Lors de l'audience accordée aux Medias, Le Pape François avait expliqué pourquoi il avait choisi le nom de François, jugeant que François d'Assise était "l'homme des pauvres, l'homme de la paix et l'homme qui aime et garde la création". Mais de quelle création s'agit-il? Comment comprendre le mot "garder? Le pape François a consacré toute l'homélie de sa messe d'intronisation au thème de "Garder la création".
A ne pas répondre correctement à ces questions, on risquerait de laisser des sensibilités écologistes croire que le Pape est favorable à un retour au Paradis perdu, celui que nous n'aurions pas "gardé en l'état". 
Comment comprendre cette mission que nous avons de "cultiver et garder la création" comme le demande la Genèse?
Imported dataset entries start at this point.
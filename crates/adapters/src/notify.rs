// SPDX-License-Identifier: BUSL-1.1
// Copyright (c) 2026 Alfred Jean LLC

use async_trait::async_trait;
use thiserror::Error;

/// Errors from notify operations
#[derive(Debug, Error)]
pub enum NotifyError {
    #[error("send failed: {0}")]
    SendFailed(String),
}

/// Adapter for desktop notifications
#[async_trait]
pub trait NotifyAdapter: Send + Sync + 'static {
    /// Show a notification with a summary line and a body
    async fn notify(&self, summary: &str, body: &str) -> Result<(), NotifyError>;
}

/// Desktop notification adapter using notify-rust (freedesktop D-Bus).
#[derive(Clone, Copy, Debug, Default)]
pub struct DesktopNotifyAdapter;

impl DesktopNotifyAdapter {
    pub fn new() -> Self {
        Self
    }
}

#[async_trait]
impl NotifyAdapter for DesktopNotifyAdapter {
    async fn notify(&self, summary: &str, body: &str) -> Result<(), NotifyError> {
        let summary = summary.to_string();
        let body = body.to_string();
        // show() blocks on the D-Bus round trip; keep it off the runtime threads.
        let shown = tokio::task::spawn_blocking(move || {
            notify_rust::Notification::new().summary(&summary).body(&body).show().map(|_| summary)
        })
        .await
        .map_err(|e| NotifyError::SendFailed(e.to_string()))?;
        let summary = shown.map_err(|e| NotifyError::SendFailed(e.to_string()))?;
        tracing::debug!(%summary, "desktop notification sent");
        Ok(())
    }
}

#[cfg(any(test, feature = "test-support"))]
#[cfg_attr(coverage_nightly, coverage(off))]
mod fake {
    use super::{NotifyAdapter, NotifyError};
    use async_trait::async_trait;
    use parking_lot::Mutex;
    use std::sync::Arc;

    /// Recorded notification
    #[derive(Debug, Clone, PartialEq, Eq)]
    pub struct NotifyCall {
        pub summary: String,
        pub body: String,
    }

    /// Fake notification adapter for testing
    #[derive(Clone, Default)]
    pub struct FakeNotifyAdapter {
        calls: Arc<Mutex<Vec<NotifyCall>>>,
        fail: Arc<Mutex<bool>>,
    }

    impl FakeNotifyAdapter {
        pub fn new() -> Self {
            Self::default()
        }

        /// Make later calls fail with `SendFailed` (still recorded)
        pub fn set_failing(&self, fail: bool) {
            *self.fail.lock() = fail;
        }

        /// Get all recorded notifications
        pub fn calls(&self) -> Vec<NotifyCall> {
            self.calls.lock().clone()
        }
    }

    #[async_trait]
    impl NotifyAdapter for FakeNotifyAdapter {
        async fn notify(&self, summary: &str, body: &str) -> Result<(), NotifyError> {
            self.calls.lock().push(NotifyCall { summary: summary.to_string(), body: body.to_string() });
            if *self.fail.lock() {
                return Err(NotifyError::SendFailed("notification daemon unavailable".to_string()));
            }
            Ok(())
        }
    }
}

#[cfg(any(test, feature = "test-support"))]
pub use fake::{FakeNotifyAdapter, NotifyCall};

#[cfg(test)]
#[path = "notify_tests.rs"]
mod tests;
// SPDX-License-Identifier: BUSL-1.1
// Copyright (c) 2026 Alfred Jean LLC

//! Process identifier newtype.

use std::fmt;
use std::num::ParseIntError;
use std::str::FromStr;

use serde::{Deserialize, Serialize};

/// An OS process (or task) identifier as reported by the compositor and `/proc`.
#[derive(Debug, Clone, Copy, PartialEq, Eq, Hash, PartialOrd, Ord, Serialize, Deserialize)]
#[serde(transparent)]
pub struct Pid(u32);

impl Pid {
    pub const fn new(raw: u32) -> Self {
        Self(raw)
    }

    pub const fn as_raw(self) -> u32 {
        self.0
    }
}

impl fmt::Display for Pid {
    fn fmt(&self, f: &mut fmt::Formatter<'_>) -> fmt::Result {
        write!(f, "{}", self.0)
    }
}

impl From<u32> for Pid {
    fn from(raw: u32) -> Self {
        Self(raw)
    }
}

impl FromStr for Pid {
    type Err = ParseIntError;

    fn from_str(s: &str) -> Result<Self, Self::Err> {
        s.trim().parse::<u32>().map(Self)
    }
}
Source: Homélie du Pape François du 19.3.2013

Commentaire "les2ailes.com"

 "Soumettez-la!"
Dieu donne un ordre: « Soumettez-la ». C’est un ordre au double sens de l’ordre-impératif et de l’ordre-des-choses. Cela peut mettre mal à l’aise les chrétiens: jusqu’où aller en matière de domination de la nature ?  Une chose est sûre: l’homme doit soumettre la matière et la vie animale ou végétale et non l’inverse ! Ce n’est pas la matière qui doit dominer l’homme !
Ensuite, Dieu confie cette création à l’homme en lui donnant un second ordre: « Fructifiez et multipliez-vous, remplissez la terre » (Genn 1, 28).
Là aussi, nous ressentons un malaise ! Jusqu’où aller en matière de "remplissage" de la terre ? Dieu n’aimera-t-il pas autant les 2 milliards d’hommes supplémentaires attendus d’ici 2050, autant que les 7 milliards actuels ? Dirait-il: « Non ! Ces 2 milliards là, je n’en voulais pas. Ils sont devenus fous ! ».

"Cultivez-la et gardez-la!"
Et puis, il y a un troisième malaise; c’est cette phrase reprise par certains courants écologistes chrétiens: « Yahvé Dieu prit l’homme et l’installa dans le jardin d’Eden pour le cultiver et le garder » (Gen 2,15).
Certes, il faut prendre soin de la "maison" dans laquelle habite l’homme. Mais faut-il aller jusqu’à dire que la "cultivation", au sens anglais du mot, est une "pollution" ? La Genèse précise bien qu’il « n’y avait encore sur la terre aucun buisson des champs, et aucune herbe des champs n’avait encore poussé, car Yahvé Dieu n’avait pas fait pleuvoir sur la terre, et il n’y avait pas d’homme pour cultiver le sol » (Gen 2-5). C’est ce qui fait dire à Rachi[1] que c’est parce qu’il n’y avait pas d’homme pour travailler le sol que le Seigneur ne faisait pas pleuvoir et « le Seigneur ne faisait pas pleuvoir car il n’y avait encore personne qui sache reconnaître les dons de Dieu ».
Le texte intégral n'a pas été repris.